*** Opening of Input material ***
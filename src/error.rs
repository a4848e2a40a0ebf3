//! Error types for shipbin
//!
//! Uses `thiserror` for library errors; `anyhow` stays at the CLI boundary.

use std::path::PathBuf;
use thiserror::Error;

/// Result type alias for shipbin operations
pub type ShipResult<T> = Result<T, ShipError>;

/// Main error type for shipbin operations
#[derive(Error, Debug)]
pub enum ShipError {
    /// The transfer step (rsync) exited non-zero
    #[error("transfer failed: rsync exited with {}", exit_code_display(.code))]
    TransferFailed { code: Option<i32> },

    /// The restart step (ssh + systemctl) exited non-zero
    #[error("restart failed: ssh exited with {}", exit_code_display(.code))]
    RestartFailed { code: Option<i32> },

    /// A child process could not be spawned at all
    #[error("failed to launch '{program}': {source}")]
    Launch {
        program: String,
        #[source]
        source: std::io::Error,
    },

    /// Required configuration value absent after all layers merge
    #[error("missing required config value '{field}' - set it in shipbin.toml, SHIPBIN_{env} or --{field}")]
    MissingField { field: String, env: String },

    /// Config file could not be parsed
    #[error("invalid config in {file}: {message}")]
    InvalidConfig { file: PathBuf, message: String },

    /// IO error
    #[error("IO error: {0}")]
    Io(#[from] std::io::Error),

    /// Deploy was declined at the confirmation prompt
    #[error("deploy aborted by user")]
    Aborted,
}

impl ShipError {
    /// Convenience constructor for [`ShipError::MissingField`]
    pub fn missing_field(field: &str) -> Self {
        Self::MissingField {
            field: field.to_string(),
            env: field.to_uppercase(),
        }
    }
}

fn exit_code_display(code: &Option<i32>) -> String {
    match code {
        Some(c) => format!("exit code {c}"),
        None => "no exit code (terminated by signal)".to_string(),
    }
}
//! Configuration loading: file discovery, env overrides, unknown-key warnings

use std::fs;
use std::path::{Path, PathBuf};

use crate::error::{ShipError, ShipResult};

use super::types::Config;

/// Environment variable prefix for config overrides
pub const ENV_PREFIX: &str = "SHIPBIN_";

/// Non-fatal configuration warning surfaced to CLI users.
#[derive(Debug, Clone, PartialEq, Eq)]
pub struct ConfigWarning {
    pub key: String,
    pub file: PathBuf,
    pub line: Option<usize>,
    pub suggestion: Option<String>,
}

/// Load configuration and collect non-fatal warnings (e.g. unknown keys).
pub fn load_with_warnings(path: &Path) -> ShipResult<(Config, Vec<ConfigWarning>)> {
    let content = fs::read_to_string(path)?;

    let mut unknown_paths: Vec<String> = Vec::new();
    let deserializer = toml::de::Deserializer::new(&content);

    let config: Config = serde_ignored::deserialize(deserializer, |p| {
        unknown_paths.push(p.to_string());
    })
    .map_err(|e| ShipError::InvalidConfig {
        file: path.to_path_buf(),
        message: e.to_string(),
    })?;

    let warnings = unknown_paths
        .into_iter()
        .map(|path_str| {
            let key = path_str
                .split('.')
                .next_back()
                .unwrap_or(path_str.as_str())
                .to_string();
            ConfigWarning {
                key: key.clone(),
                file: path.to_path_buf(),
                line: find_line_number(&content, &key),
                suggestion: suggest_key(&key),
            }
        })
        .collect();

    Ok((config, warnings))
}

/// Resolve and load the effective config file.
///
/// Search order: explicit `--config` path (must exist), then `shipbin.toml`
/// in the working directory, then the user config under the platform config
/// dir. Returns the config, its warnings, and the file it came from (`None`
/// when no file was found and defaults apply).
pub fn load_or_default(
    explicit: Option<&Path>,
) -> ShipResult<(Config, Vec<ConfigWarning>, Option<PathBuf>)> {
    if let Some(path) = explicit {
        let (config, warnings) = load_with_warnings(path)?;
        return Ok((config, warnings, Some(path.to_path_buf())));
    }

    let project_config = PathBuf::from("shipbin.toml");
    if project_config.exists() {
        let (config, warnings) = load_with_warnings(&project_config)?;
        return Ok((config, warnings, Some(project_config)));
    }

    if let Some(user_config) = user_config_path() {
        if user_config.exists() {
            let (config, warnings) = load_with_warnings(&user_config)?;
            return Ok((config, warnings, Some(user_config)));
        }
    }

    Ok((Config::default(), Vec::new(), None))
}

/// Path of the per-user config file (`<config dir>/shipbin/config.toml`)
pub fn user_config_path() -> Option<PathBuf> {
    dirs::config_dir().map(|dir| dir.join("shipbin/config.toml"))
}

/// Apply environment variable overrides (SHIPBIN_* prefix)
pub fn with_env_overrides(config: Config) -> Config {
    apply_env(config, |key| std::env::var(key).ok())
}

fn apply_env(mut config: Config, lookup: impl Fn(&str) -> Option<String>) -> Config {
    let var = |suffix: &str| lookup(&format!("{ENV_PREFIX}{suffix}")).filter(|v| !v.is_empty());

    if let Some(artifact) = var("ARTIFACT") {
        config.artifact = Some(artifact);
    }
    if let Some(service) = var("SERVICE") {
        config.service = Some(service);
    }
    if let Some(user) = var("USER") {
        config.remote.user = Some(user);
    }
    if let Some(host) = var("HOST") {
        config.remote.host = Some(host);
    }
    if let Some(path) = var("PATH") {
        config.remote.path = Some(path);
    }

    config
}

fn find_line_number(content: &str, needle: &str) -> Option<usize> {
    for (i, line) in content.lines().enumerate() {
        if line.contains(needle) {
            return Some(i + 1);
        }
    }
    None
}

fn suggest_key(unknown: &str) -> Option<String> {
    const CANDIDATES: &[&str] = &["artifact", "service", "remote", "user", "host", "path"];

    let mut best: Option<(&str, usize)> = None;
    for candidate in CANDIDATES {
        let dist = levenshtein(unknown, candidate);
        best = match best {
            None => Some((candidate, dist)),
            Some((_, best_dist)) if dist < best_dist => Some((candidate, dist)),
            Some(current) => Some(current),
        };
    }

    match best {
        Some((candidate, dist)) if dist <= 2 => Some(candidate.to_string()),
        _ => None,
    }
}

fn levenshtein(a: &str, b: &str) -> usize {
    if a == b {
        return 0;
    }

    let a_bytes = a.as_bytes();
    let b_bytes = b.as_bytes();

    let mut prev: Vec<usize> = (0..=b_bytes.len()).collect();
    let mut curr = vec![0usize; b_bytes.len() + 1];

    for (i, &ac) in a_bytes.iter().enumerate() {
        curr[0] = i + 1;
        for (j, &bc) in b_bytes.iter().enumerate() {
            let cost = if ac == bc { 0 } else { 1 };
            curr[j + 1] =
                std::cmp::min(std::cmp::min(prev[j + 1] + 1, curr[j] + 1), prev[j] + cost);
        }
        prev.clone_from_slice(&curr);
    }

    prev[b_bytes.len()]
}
*** Close of Input material ***
→ Exercise:
When you answer, set down the entries above precisely as they read.

→ Result:
filename src/error.rs
repository a4848e2a40a0ebf3
//! Error types for shipbin
//!
//! Uses `thiserror` for library errors; `anyhow` stays at the CLI boundary.

use std::path::PathBuf;
use thiserror::Error;

/// Result type alias for shipbin operations
pub type ShipResult<T> = Result<T, ShipError>;

/// Main error type for shipbin operations
#[derive(Error, Debug)]
pub enum ShipError {
    /// The transfer step (rsync) exited non-zero
    #[error("transfer failed: rsync exited with {}", exit_code_display(.code))]
    TransferFailed { code: Option<i32> },

    /// The restart step (ssh + systemctl) exited non-zero
    #[error("restart failed: ssh exited with {}", exit_code_display(.code))]
    RestartFailed { code: Option<i32> },

    /// A child process could not be spawned at all
    #[error("failed to launch '{program}': {source}")]
    Launch {
        program: String,
        #[source]
        source: std::io::Error,
    },

    /// Required configuration value absent after all layers merge
    #[error("missing required config value '{field}' - set it in shipbin.toml, SHIPBIN_{env} or --{field}")]
    MissingField { field: String, env: String },

    /// Config file could not be parsed
    #[error("invalid config in {file}: {message}")]
    InvalidConfig { file: PathBuf, message: String },

    /// IO error
    #[error("IO error: {0}")]
    Io(#[from] std::io::Error),

    /// Deploy was declined at the confirmation prompt
    #[error("deploy aborted by user")]
    Aborted,
}

impl ShipError {
    /// Convenience constructor for [`ShipError::MissingField`]
    pub fn missing_field(field: &str) -> Self {
        Self::MissingField {
            field: field.to_string(),
            env: field.to_uppercase(),
        }
    }
}

fn exit_code_display(code: &Option<i32>) -> String {
    match code {
        Some(c) => format!("exit code {c}"),
        None => "no exit code (terminated by signal)".to_string(),
    }
}
//! Configuration loading: file discovery, env overrides, unknown-key warnings

use std::fs;
use std::path::{Path, PathBuf};

use crate::error::{ShipError, ShipResult};

use super::types::Config;

/// Environment variable prefix for config overrides
pub const ENV_PREFIX: &str = "SHIPBIN_";

/// Non-fatal configuration warning surfaced to CLI users.
#[derive(Debug, Clone, PartialEq, Eq)]
pub struct ConfigWarning {
    pub key: String,
    pub file: PathBuf,
    pub line: Option<usize>,
    pub suggestion: Option<String>,
}

/// Load configuration and collect non-fatal warnings (e.g. unknown keys).
pub fn load_with_warnings(path: &Path) -> ShipResult<(Config, Vec<ConfigWarning>)> {
    let content = fs::read_to_string(path)?;

    let mut unknown_paths: Vec<String> = Vec::new();
    let deserializer = toml::de::Deserializer::new(&content);

    let config: Config = serde_ignored::deserialize(deserializer, |p| {
        unknown_paths.push(p.to_string());
    })
    .map_err(|e| ShipError::InvalidConfig {
        file: path.to_path_buf(),
        message: e.to_string(),
    })?;

    let warnings = unknown_paths
        .into_iter()
        .map(|path_str| {
            let key = path_str
                .split('.')
                .next_back()
                .unwrap_or(path_str.as_str())
                .to_string();
            ConfigWarning {
                key: key.clone(),
                file: path.to_path_buf(),
                line: find_line_number(&content, &key),
                suggestion: suggest_key(&key),
            }
        })
        .collect();

    Ok((config, warnings))
}

/// Resolve and load the effective config file.
///
/// Search order: explicit `--config` path (must exist), then `shipbin.toml`
/// in the working directory, then the user config under the platform config
/// dir. Returns the config, its warnings, and the file it came from (`None`
/// when no file was found and defaults apply).
pub fn load_or_default(
    explicit: Option<&Path>,
) -> ShipResult<(Config, Vec<ConfigWarning>, Option<PathBuf>)> {
    if let Some(path) = explicit {
        let (config, warnings) = load_with_warnings(path)?;
        return Ok((config, warnings, Some(path.to_path_buf())));
    }

    let project_config = PathBuf::from("shipbin.toml");
    if project_config.exists() {
        let (config, warnings) = load_with_warnings(&project_config)?;
        return Ok((config, warnings, Some(project_config)));
    }

    if let Some(user_config) = user_config_path() {
        if user_config.exists() {
            let (config, warnings) = load_with_warnings(&user_config)?;
            return Ok((config, warnings, Some(user_config)));
        }
    }

    Ok((Config::default(), Vec::new(), None))
}

/// Path of the per-user config file (`<config dir>/shipbin/config.toml`)
pub fn user_config_path() -> Option<PathBuf> {
    dirs::config_dir().map(|dir| dir.join("shipbin/config.toml"))
}

/// Apply environment variable overrides (SHIPBIN_* prefix)
pub fn with_env_overrides(config: Config) -> Config {
    apply_env(config, |key| std::env::var(key).ok())
}

fn apply_env(mut config: Config, lookup: impl Fn(&str) -> Option<String>) -> Config {
    let var = |suffix: &str| lookup(&format!("{ENV_PREFIX}{suffix}")).filter(|v| !v.is_empty());

    if let Some(artifact) = var("ARTIFACT") {
        config.artifact = Some(artifact);
    }
    if let Some(service) = var("SERVICE") {
        config.service = Some(service);
    }
    if let Some(user) = var("USER") {
        config.remote.user = Some(user);
    }
    if let Some(host) = var("HOST") {
        config.remote.host = Some(host);
    }
    if let Some(path) = var("PATH") {
        config.remote.path = Some(path);
    }

    config
}

fn find_line_number(content: &str, needle: &str) -> Option<usize> {
    for (i, line) in content.lines().enumerate() {
        if line.contains(needle) {
            return Some(i + 1);
        }
    }
    None
}

fn suggest_key(unknown: &str) -> Option<String> {
    const CANDIDATES: &[&str] = &["artifact", "service", "remote", "user", "host", "path"];

    let mut best: Option<(&str, usize)> = None;
    for candidate in CANDIDATES {
        let dist = levenshtein(unknown, candidate);
        best = match best {
            None => Some((candidate, dist)),
            Some((_, best_dist)) if dist < best_dist => Some((candidate, dist)),
            Some(current) => Some(current),
        };
    }

    match best {
        Some((candidate, dist)) if dist <= 2 => Some(candidate.to_string()),
        _ => None,
    }
}

fn levenshtein(a: &str, b: &str) -> usize {
    if a == b {
        return 0;
    }

    let a_bytes = a.as_bytes();
    let b_bytes = b.as_bytes();

    let mut prev: Vec<usize> = (0..=b_bytes.len()).collect();
    let mut curr = vec![0usize; b_bytes.len() + 1];

    for (i, &ac) in a_bytes.iter().enumerate() {
        curr[0] = i + 1;
        for (j, &bc) in b_bytes.iter().enumerate() {
            let cost = if ac == bc { 0 } else { 1 };
            curr[j + 1] =
                std::cmp::min(std::cmp::min(prev[j + 1] + 1, curr[j] + 1), prev[j] + cost);
        }
        prev.clone_from_slice(&curr);
    }

    prev[b_bytes.len()]
}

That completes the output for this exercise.